When warm blood still moved through his limbs, when he still enjoyed the feeling of the sun on his face, Niru was a field medic. He would follow the king’s forces from battle to battle, encampment to encampment, fort to fort. During times of relative peace, he loved his work. There was blood and pain, but it was manageable. Accidents happen, illnesses spread, and someone must set things to right. It was during battle that he encountered true horror. The suffering and violence he saw was well beyond what he’d thought possible. These wounds, this pain, the cries of agony, they weren’t accidents. Every instance of harm on the battlefield was intentional, inflicted in hatred or in fear. It was chaos on a grand scale. It was unmanageable, and no one could set it to right. There were so many wounded. There was no way to attend to everyone. Even among those he could reach, there was often nothing to be done except wait for the mangled forms before him to gracelessly expire in blood and tears.
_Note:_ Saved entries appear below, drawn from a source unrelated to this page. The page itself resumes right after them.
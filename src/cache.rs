//! Watermarking cache for incremental runs.
//!
//! Re-running signet over a directory where nothing changed should not
//! re-encode every JPEG. This module lets the run skip a file when its
//! source bytes and the render settings match what produced the existing
//! output.
//!
//! ## Cache keys
//!
//! Entries are keyed by output file name (which always equals the source
//! file name) and hold two hashes:
//!
//! - **`source_hash`**: SHA-256 of the source file contents. Content-based
//!   rather than mtime-based so it survives `git checkout` and copies.
//!
//! - **`params_hash`**: SHA-256 of everything that shapes the drawn text:
//!   text, color, font-size cap, and the font's own digest. Changing any
//!   config value, or swapping the font file, re-encodes every image.
//!
//! A cache hit requires:
//! 1. An entry for the file name with matching `source_hash` and `params_hash`
//! 2. The previously-written output file still exists on disk
//!
//! ## Storage
//!
//! The cache manifest is a JSON file at `<output_dir>/.watermark-cache.json`.
//! It is written only after a run finishes without errors.
//!
//! Each successful run replaces the manifest with entries for exactly the
//! files it processed, so sources that were deleted or renamed drop out.
//!
//! ## Bypassing the cache
//!
//! Pass `--no-cache` to force every image to be re-encoded. Sources are not
//! hashed at all, and any existing manifest is removed before the first
//! output is overwritten, since its entries no longer describe the outputs.

use sha2::{Digest, Sha256};
use std::collections::BTreeMap;
use std::fmt;
use std::io;
use std::path::{Path, PathBuf};

/// Name of the cache manifest file within the output directory.
const MANIFEST_FILENAME: &str = ".watermark-cache.json";

/// Version of the cache manifest format. Bump this to invalidate all
/// existing caches when the format or key computation changes.
const MANIFEST_VERSION: u32 = 1;

/// A single cached output file.
#[derive(Debug, Clone, serde::Serialize, serde::Deserialize, PartialEq, Eq)]
pub struct CacheEntry {
    pub source_hash: String,
    pub params_hash: String,
}

/// On-disk cache manifest mapping output file names to their cache entries.
#[derive(Debug, Clone, serde::Serialize, serde::Deserialize)]
pub struct CacheManifest {
    pub version: u32,
    pub entries: BTreeMap<String, CacheEntry>,
}

impl CacheManifest {
    /// Create an empty manifest (used for `--no-cache` or first run).
    pub fn empty() -> Self {
        Self {
            version: MANIFEST_VERSION,
            entries: BTreeMap::new(),
        }
    }

    /// Load from the output directory. Returns an empty manifest if the
    /// file doesn't exist or can't be parsed (version mismatch, corruption).
    pub fn load(output_dir: &Path) -> Self {
        let content = match std::fs::read_to_string(manifest_path(output_dir)) {
            Ok(c) => c,
            Err(_) => return Self::empty(),
        };
        match serde_json::from_str::<Self>(&content) {
            Ok(m) if m.version == MANIFEST_VERSION => m,
            _ => Self::empty(),
        }
    }

    /// Save to the output directory.
    pub fn save(&self, output_dir: &Path) -> io::Result<()> {
        let json = serde_json::to_string_pretty(self)?;
        std::fs::write(manifest_path(output_dir), json)
    }

    /// Delete the manifest from the output directory, if there is one.
    pub fn remove(output_dir: &Path) -> io::Result<()> {
        match std::fs::remove_file(manifest_path(output_dir)) {
            Err(e) if e.kind() != io::ErrorKind::NotFound => Err(e),
            _ => Ok(()),
        }
    }

    /// Whether `output_dir/file_name` is up to date for these hashes.
    pub fn is_fresh(
        &self,
        file_name: &str,
        source_hash: &str,
        params_hash: &str,
        output_dir: &Path,
    ) -> bool {
        self.entries.get(file_name).is_some_and(|entry| {
            entry.source_hash == source_hash
                && entry.params_hash == params_hash
                && output_dir.join(file_name).exists()
        })
    }

    /// Record a cache entry for an output file.
    pub fn insert(&mut self, file_name: String, source_hash: String, params_hash: String) {
        self.entries.insert(
            file_name,
            CacheEntry {
                source_hash,
                params_hash,
            },
        );
    }
}

/// SHA-256 hash of a file's contents, returned as a hex string.
pub fn hash_file(path: &Path) -> io::Result<String> {
    let bytes = std::fs::read(path)?;
    let digest = Sha256::digest(&bytes);
    Ok(format!("{:x}", digest))
}

/// SHA-256 hash of the render settings.
///
/// `font_fingerprint` is the backend's identity for the font in use.
pub fn hash_render_params(
    text: &str,
    color: [u8; 3],
    max_font_size: u32,
    font_fingerprint: &str,
) -> String {
    let mut hasher = Sha256::new();
    hasher.update(b"signature\0");
    hasher.update((text.len() as u64).to_le_bytes());
    hasher.update(text.as_bytes());
    hasher.update(color);
    hasher.update(max_font_size.to_le_bytes());
    hasher.update(font_fingerprint.as_bytes());
    format!("{:x}", hasher.finalize())
}

/// Summary of cache performance for a run.
#[derive(Debug, Default, Clone, Copy, PartialEq, Eq)]
pub struct CacheStats {
    pub hits: u32,
    pub misses: u32,
}

impl CacheStats {
    pub fn hit(&mut self) {
        self.hits += 1;
    }

    pub fn miss(&mut self) {
        self.misses += 1;
    }

    pub fn total(&self) -> u32 {
        self.hits + self.misses
    }
}

impl fmt::Display for CacheStats {
    fn fmt(&self, f: &mut fmt::Formatter<'_>) -> fmt::Result {
        if self.hits > 0 {
            write!(
                f,
                "{} cached, {} encoded ({} total)",
                self.hits,
                self.misses,
                self.total()
            )
        } else {
            write!(f, "{} encoded", self.misses)
        }
    }
}

/// Resolve the cache manifest path for an output directory.
pub fn manifest_path(output_dir: &Path) -> PathBuf {
    output_dir.join(MANIFEST_FILENAME)
}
People have the remarkable ability, however, to become accustomed to anything. As the bodies continued to pile up, Niru began to forget the faces of the men who had died in front of him as well as those he had saved. He grew callous, surely, but this was largely a blessing. He stalked through the field with purpose, quickly assessing the situation, performing triage with the greatest efficacy. With his cold eyes and case of sharp instruments, he often frightened even those whose lives he was saving, but any soldier who found himself short a limb could count himself lucky to receive Niru’s attentions. This cold efficiency led to Niru’s questionable method of dealing with the fatally injured. With a flat expression, he would whisper “You’re going to be alright. Just stay still a moment” as he deftly severed a major artery, using a scalpel so sharp the recipient often didn’t even feel it. A few brief moments later, the wounded soldier would cross the veil. He viewed. This as a kindness, but also became fascinated with the process of dying and with what lay beyond those darkened gates. He began to seek out knowledge of necromancy. He would collect arcane tomes and greedily compile all the information he could gather on the subject. When away from the fighting, he would pore over his books, forgetting to eat or sleep. On the field, he would discreetly perform a quick ritual here, a whispered spell there, nothing their effects and adding it to his rapidly expanding library of forbidden knowledge.
Niru was an expert surgeon, and among the gruesome array of war injuries, his small, precise incisions were never noticed. However, those around him became curious about his notebooks, sketches, and increasingly unusual surgical instruments. The men became suspicious, and when an officer was asked to investigate of the nature of these items, it was too late for the talented healer. When he was arrested and brought to trial, he simply sneered at the judges and questioners. It was beneath him to defend undertaking actions with such clear benefits. If these unenlightened bureaucrats wished to sentence him for a crime, then so be it
The death sentence was handed down without much deliberation. The following dawn, announced the judge, Niru would witness his final sunrise. Those watching the condemned man upon this announcement were perplexed. How could he be wearing such a contented smile when death was at the door?
The night before the verdict was to be carried out, locked in a cold cell, Niru bit deeply into his fingers. With a series of arcane exhortations and spiteful incantations he traced out complex symbols on the stone floor with his blood. There he sat, murmuring in the dark, occasionally hearing other voices murmur back. This lasted until they came to take him away, by which time the deed was done. Days after his execution and burial, he rose, more powerful than he ever could have been in life.